> **Work request**
Count every line below that holds the word "errors", and give the number with no other words.

> **Data**
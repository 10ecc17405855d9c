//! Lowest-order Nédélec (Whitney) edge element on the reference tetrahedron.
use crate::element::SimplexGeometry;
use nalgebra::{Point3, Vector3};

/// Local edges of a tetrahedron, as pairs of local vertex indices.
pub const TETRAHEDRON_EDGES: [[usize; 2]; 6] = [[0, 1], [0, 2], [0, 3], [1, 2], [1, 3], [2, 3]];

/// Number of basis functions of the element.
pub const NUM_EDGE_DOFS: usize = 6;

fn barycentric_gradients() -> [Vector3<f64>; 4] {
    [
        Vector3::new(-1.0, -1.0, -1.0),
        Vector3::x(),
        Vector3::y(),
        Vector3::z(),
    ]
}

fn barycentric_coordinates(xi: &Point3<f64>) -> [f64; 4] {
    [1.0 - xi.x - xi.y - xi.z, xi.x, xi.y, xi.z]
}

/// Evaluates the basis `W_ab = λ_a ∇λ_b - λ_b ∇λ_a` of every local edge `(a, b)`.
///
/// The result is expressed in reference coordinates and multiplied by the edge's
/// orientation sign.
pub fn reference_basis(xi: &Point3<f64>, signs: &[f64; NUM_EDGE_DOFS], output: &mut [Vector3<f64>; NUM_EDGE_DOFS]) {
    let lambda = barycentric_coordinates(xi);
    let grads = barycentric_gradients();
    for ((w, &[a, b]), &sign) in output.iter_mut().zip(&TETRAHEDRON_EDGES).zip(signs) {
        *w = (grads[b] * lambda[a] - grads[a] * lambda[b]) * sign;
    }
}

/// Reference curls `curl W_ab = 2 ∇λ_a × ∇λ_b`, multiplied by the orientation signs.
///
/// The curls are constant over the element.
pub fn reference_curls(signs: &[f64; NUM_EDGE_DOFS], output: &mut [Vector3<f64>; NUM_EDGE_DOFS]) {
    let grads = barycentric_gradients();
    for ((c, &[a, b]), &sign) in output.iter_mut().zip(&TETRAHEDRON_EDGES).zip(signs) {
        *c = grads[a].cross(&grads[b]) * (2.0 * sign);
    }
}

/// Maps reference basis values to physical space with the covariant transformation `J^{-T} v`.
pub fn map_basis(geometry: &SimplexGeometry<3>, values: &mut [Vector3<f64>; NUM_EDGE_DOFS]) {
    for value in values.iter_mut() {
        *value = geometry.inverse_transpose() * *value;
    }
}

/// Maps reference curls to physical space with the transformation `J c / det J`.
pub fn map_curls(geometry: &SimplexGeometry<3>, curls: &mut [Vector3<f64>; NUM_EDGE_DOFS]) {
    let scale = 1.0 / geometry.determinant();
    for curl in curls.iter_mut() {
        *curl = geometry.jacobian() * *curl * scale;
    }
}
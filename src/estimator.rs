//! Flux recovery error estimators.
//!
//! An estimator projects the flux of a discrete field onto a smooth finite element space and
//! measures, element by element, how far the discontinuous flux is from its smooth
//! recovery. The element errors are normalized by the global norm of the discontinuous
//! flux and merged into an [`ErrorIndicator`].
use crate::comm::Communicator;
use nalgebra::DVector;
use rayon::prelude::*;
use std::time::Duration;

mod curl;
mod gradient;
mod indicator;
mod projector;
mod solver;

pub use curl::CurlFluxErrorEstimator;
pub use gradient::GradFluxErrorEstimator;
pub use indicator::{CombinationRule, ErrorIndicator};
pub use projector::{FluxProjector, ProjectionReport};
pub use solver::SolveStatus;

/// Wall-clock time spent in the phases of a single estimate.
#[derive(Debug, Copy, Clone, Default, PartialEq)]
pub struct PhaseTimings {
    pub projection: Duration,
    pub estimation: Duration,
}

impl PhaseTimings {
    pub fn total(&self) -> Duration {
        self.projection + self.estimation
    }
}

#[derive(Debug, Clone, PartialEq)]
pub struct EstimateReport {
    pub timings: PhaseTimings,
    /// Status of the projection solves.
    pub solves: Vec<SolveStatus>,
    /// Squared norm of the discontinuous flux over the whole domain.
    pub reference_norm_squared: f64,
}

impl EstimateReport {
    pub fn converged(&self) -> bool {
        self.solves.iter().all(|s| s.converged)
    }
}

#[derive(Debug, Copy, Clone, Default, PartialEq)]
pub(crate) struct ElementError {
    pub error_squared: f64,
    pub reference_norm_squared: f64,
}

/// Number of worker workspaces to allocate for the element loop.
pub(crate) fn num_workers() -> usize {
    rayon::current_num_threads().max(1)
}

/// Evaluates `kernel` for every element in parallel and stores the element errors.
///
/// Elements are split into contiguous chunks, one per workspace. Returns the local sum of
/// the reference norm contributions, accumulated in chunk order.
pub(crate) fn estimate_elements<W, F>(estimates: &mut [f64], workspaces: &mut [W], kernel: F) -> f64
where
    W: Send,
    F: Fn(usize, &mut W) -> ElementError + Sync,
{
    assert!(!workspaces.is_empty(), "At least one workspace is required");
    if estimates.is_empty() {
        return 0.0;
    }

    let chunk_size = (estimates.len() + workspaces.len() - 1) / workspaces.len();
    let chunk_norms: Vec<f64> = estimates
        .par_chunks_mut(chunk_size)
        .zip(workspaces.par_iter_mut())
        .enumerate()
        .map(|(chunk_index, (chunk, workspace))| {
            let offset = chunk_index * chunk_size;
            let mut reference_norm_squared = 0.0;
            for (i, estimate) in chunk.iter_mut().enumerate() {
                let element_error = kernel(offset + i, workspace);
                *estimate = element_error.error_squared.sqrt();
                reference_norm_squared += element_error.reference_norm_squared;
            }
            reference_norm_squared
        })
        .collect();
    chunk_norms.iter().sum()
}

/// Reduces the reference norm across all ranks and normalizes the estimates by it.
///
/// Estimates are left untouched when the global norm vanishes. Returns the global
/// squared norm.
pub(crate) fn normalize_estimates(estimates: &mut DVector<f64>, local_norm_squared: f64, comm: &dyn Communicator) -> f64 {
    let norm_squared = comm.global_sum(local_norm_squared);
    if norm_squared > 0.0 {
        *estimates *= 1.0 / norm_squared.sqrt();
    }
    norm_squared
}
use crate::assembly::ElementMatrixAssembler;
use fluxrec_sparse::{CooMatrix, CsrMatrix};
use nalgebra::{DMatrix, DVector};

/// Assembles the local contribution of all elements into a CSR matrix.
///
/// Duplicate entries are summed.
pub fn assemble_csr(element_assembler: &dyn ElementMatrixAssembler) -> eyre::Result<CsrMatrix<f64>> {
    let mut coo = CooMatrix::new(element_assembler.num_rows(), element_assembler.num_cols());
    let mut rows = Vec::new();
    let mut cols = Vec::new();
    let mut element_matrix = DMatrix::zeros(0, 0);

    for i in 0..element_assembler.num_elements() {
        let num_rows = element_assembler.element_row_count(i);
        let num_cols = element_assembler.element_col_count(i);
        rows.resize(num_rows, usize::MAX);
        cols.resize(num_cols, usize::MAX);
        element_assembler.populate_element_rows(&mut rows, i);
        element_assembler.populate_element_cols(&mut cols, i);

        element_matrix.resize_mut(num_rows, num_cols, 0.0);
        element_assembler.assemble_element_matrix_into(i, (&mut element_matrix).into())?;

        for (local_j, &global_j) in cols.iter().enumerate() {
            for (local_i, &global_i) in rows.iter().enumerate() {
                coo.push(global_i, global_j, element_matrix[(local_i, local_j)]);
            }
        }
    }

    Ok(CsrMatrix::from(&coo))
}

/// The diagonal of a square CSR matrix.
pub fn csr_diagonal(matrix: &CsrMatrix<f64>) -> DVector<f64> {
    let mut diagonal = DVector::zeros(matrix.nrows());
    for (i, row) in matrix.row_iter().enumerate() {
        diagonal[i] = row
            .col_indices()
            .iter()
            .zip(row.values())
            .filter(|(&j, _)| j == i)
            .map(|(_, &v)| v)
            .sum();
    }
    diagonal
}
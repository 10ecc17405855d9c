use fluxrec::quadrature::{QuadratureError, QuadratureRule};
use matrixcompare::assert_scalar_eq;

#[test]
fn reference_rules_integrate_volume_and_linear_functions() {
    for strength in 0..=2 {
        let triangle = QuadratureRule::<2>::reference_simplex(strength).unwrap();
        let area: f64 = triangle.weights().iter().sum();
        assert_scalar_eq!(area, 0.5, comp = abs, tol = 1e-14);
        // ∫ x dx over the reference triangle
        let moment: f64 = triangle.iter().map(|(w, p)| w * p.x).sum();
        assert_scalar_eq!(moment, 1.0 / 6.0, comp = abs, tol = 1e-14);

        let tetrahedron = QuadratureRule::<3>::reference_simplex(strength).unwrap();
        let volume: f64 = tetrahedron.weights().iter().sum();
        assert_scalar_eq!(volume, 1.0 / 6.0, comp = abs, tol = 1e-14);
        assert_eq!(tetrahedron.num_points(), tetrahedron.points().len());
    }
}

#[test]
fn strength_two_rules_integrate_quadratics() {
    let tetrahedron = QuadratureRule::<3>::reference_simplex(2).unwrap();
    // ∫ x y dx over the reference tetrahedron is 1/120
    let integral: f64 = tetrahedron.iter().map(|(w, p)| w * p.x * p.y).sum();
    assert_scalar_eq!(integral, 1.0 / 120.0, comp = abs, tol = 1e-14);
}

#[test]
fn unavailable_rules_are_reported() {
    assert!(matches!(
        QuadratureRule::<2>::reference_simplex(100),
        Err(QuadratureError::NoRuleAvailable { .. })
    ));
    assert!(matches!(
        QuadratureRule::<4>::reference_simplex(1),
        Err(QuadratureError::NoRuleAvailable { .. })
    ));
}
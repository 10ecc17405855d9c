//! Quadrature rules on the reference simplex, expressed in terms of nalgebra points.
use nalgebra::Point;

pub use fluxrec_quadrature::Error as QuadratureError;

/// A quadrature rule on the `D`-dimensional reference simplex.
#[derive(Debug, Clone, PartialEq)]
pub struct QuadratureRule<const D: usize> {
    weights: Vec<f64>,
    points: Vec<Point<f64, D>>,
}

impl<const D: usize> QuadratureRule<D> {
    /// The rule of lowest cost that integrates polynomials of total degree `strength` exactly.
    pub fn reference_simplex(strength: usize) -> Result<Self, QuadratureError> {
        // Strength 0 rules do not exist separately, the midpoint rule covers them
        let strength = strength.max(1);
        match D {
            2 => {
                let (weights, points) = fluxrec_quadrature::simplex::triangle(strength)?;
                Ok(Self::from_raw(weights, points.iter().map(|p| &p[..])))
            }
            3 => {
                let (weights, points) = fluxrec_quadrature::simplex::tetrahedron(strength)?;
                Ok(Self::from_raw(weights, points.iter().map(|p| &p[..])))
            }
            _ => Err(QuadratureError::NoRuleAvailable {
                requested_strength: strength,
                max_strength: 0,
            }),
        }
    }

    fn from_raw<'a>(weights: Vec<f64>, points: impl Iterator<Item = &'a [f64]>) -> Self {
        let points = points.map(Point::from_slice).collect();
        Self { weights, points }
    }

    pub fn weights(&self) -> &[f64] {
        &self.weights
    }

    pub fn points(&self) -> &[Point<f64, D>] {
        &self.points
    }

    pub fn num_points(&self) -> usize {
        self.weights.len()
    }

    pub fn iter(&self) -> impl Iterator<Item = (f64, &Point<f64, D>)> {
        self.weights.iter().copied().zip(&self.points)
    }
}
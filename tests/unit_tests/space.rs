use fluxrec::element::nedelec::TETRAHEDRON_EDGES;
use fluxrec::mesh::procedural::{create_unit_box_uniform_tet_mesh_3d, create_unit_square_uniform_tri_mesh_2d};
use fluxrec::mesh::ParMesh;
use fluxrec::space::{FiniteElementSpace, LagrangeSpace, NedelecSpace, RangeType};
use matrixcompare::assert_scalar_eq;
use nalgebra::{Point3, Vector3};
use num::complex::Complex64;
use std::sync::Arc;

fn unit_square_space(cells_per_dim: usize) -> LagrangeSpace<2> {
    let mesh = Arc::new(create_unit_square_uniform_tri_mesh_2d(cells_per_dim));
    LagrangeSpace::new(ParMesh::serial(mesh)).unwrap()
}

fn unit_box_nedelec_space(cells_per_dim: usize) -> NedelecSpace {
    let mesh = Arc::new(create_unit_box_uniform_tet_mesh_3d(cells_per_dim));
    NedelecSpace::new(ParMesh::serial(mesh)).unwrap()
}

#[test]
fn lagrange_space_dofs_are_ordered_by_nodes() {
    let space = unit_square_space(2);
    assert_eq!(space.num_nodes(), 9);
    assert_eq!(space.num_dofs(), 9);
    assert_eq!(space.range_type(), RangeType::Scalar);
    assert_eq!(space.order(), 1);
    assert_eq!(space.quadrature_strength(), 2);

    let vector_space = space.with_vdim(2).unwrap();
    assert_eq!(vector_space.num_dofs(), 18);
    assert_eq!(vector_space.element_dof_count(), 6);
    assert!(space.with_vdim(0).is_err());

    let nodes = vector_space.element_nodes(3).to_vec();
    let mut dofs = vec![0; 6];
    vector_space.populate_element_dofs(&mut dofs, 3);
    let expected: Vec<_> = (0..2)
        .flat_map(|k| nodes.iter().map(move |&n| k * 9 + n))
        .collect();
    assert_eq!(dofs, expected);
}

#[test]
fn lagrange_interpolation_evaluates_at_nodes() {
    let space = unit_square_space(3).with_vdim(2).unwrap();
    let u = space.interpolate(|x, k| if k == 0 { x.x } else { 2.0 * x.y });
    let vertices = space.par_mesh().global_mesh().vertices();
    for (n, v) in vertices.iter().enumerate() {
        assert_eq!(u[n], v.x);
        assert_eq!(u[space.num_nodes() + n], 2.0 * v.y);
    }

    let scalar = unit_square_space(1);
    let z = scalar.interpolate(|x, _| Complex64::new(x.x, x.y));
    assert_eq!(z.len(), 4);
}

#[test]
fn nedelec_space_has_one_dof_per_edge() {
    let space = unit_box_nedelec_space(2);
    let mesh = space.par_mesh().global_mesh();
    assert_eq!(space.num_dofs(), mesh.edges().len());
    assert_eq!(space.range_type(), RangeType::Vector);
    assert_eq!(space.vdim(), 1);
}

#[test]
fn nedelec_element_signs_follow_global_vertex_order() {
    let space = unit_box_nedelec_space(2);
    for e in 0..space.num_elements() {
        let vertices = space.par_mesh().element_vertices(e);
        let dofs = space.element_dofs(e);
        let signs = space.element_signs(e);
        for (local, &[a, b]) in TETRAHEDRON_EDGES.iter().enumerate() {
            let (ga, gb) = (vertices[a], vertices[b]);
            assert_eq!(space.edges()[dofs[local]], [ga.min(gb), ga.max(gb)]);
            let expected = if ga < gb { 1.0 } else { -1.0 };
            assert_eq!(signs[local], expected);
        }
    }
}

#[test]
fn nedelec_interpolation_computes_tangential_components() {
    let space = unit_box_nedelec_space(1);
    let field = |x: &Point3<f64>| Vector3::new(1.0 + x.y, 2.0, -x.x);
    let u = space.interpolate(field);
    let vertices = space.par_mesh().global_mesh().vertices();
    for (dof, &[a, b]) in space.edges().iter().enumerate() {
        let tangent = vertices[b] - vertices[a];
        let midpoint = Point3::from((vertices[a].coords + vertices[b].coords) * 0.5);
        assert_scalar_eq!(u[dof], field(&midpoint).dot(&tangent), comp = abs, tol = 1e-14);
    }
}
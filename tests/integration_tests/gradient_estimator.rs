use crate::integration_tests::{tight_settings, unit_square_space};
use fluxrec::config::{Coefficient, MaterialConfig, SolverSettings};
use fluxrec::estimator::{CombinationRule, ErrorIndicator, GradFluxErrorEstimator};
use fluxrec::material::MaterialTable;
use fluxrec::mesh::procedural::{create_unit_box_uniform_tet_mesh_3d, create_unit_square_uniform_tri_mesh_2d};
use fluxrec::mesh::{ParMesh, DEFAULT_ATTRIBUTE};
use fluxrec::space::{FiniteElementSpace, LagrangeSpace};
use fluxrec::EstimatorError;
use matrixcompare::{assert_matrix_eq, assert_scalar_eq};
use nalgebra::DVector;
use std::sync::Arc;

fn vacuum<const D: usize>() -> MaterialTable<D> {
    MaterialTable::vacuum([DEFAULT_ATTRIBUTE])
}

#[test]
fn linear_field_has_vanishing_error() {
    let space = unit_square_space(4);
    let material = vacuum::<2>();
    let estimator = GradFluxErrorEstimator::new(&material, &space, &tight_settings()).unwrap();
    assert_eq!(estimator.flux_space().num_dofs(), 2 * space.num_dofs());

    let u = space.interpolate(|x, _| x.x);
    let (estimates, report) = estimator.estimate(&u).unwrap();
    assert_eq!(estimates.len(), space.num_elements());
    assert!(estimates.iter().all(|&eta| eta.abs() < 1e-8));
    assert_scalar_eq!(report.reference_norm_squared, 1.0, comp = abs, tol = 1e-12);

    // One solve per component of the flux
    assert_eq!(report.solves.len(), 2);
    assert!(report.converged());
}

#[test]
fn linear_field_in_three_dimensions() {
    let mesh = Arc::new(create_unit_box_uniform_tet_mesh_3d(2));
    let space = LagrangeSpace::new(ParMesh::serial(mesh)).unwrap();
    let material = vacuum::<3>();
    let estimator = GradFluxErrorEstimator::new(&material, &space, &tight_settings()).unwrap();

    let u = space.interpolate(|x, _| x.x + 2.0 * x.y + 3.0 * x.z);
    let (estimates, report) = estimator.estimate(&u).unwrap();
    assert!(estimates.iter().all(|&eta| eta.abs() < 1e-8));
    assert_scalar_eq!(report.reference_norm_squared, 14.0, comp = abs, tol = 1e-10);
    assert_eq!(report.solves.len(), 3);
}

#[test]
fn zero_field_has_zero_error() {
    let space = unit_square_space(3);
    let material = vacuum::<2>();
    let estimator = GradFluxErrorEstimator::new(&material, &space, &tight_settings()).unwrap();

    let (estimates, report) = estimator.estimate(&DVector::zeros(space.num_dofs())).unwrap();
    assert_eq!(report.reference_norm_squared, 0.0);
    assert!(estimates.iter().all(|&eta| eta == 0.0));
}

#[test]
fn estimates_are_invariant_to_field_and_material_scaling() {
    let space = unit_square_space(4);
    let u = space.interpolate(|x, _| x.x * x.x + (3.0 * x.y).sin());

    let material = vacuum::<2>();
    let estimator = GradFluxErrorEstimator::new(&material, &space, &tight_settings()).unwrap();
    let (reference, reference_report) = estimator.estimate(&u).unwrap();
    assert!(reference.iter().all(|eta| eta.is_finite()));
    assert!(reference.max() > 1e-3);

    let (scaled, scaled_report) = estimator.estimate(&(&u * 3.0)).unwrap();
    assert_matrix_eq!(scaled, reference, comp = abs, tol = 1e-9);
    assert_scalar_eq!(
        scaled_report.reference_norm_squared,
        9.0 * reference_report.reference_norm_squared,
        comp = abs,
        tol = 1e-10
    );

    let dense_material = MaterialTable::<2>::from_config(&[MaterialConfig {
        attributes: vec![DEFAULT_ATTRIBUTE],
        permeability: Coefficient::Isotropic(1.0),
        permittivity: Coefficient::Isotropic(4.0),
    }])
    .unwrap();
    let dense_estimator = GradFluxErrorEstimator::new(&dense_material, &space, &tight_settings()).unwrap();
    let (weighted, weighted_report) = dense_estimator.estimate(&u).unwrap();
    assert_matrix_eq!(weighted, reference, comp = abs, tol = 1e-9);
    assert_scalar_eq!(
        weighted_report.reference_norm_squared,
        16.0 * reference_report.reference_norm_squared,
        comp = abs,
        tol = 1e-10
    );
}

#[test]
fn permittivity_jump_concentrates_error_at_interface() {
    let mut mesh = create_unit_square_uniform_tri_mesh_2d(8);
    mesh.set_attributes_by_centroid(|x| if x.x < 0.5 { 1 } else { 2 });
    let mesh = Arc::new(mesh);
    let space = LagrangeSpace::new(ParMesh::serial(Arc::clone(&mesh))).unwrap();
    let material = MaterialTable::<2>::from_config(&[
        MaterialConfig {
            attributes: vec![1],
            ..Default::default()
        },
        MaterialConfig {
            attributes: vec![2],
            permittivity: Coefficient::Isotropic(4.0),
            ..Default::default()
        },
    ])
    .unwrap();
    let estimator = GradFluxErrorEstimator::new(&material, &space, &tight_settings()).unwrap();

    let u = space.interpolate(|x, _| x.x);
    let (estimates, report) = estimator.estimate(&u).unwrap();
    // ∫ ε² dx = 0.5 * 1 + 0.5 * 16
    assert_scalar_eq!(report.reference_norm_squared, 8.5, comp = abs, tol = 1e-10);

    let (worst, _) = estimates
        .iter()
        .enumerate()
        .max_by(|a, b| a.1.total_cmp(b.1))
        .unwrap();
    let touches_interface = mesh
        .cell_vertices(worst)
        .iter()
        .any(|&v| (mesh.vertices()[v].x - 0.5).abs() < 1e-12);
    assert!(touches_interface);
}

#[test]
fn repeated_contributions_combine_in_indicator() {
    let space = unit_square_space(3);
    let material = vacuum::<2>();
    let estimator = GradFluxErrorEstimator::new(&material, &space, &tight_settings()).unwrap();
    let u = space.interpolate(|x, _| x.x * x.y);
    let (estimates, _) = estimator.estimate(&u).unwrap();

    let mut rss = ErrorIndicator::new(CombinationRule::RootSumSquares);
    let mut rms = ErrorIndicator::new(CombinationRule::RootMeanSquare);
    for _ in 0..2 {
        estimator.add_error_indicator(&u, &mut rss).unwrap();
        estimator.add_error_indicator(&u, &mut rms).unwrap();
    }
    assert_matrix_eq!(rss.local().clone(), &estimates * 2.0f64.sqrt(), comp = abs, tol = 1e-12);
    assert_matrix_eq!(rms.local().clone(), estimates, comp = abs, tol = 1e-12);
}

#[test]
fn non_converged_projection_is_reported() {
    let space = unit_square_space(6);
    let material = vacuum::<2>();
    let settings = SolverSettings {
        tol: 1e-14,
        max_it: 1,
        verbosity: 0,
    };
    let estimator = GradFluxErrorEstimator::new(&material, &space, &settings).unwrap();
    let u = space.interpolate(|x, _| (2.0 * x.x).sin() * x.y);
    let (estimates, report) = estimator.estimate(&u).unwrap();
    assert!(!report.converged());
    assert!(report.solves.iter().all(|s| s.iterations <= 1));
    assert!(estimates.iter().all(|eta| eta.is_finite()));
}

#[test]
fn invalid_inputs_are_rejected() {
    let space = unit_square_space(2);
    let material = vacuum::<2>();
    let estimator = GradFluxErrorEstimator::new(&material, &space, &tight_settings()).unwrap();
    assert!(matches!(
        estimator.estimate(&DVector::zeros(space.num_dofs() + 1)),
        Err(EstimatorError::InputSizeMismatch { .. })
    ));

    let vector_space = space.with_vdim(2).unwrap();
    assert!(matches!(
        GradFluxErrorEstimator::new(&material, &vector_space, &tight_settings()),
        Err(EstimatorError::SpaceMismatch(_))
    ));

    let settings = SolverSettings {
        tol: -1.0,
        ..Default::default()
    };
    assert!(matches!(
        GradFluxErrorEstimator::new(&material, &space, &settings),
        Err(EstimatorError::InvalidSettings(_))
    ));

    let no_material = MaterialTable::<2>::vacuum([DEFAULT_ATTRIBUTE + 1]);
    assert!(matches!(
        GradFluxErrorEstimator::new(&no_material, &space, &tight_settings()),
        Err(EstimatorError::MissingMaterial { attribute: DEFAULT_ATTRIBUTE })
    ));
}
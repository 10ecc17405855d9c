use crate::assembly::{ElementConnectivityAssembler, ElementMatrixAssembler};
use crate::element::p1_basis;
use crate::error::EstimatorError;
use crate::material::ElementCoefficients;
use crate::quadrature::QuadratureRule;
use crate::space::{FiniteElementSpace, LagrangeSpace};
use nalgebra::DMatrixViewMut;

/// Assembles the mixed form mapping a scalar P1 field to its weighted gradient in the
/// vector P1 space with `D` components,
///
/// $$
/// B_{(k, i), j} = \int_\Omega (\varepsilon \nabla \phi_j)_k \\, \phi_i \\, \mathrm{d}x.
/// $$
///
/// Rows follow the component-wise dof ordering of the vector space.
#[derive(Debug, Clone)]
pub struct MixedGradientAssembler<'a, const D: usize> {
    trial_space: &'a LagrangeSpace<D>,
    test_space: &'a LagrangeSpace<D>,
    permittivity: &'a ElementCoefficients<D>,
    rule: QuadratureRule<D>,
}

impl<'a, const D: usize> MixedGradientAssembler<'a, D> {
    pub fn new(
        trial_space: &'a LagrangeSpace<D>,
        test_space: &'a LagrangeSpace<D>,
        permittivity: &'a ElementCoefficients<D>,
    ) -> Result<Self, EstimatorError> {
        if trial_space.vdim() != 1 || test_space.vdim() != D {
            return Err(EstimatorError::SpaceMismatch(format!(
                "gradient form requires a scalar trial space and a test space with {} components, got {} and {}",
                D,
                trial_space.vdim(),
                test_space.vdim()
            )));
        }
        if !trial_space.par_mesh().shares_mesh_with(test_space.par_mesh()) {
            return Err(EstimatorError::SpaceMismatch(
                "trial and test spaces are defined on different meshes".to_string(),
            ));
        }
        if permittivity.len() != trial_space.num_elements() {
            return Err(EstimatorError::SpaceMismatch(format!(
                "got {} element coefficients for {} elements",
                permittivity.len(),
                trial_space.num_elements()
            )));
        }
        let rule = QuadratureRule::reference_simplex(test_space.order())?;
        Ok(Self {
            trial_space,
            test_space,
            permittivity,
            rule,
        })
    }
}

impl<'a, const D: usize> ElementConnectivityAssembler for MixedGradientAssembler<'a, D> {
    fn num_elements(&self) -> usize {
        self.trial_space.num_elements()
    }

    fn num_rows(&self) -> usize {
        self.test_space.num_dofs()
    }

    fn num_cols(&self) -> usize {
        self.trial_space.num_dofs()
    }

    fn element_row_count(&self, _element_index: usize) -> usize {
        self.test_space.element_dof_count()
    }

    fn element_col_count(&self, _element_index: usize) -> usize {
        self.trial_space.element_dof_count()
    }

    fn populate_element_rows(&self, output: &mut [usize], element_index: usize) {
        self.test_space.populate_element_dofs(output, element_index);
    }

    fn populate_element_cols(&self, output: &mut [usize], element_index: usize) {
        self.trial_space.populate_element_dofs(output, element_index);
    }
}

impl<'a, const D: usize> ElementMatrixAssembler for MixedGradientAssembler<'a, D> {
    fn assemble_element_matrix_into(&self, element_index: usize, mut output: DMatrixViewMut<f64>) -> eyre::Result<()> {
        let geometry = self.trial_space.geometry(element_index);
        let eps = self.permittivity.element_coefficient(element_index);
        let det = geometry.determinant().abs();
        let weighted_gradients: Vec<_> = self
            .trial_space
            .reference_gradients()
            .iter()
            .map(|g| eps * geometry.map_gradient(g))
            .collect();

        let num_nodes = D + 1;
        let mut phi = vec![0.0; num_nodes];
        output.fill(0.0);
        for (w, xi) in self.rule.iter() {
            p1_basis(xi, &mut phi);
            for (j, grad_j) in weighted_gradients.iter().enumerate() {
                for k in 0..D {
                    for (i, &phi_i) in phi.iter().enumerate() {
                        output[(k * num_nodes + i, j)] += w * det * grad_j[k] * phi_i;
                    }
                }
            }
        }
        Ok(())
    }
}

> **Task answer**
2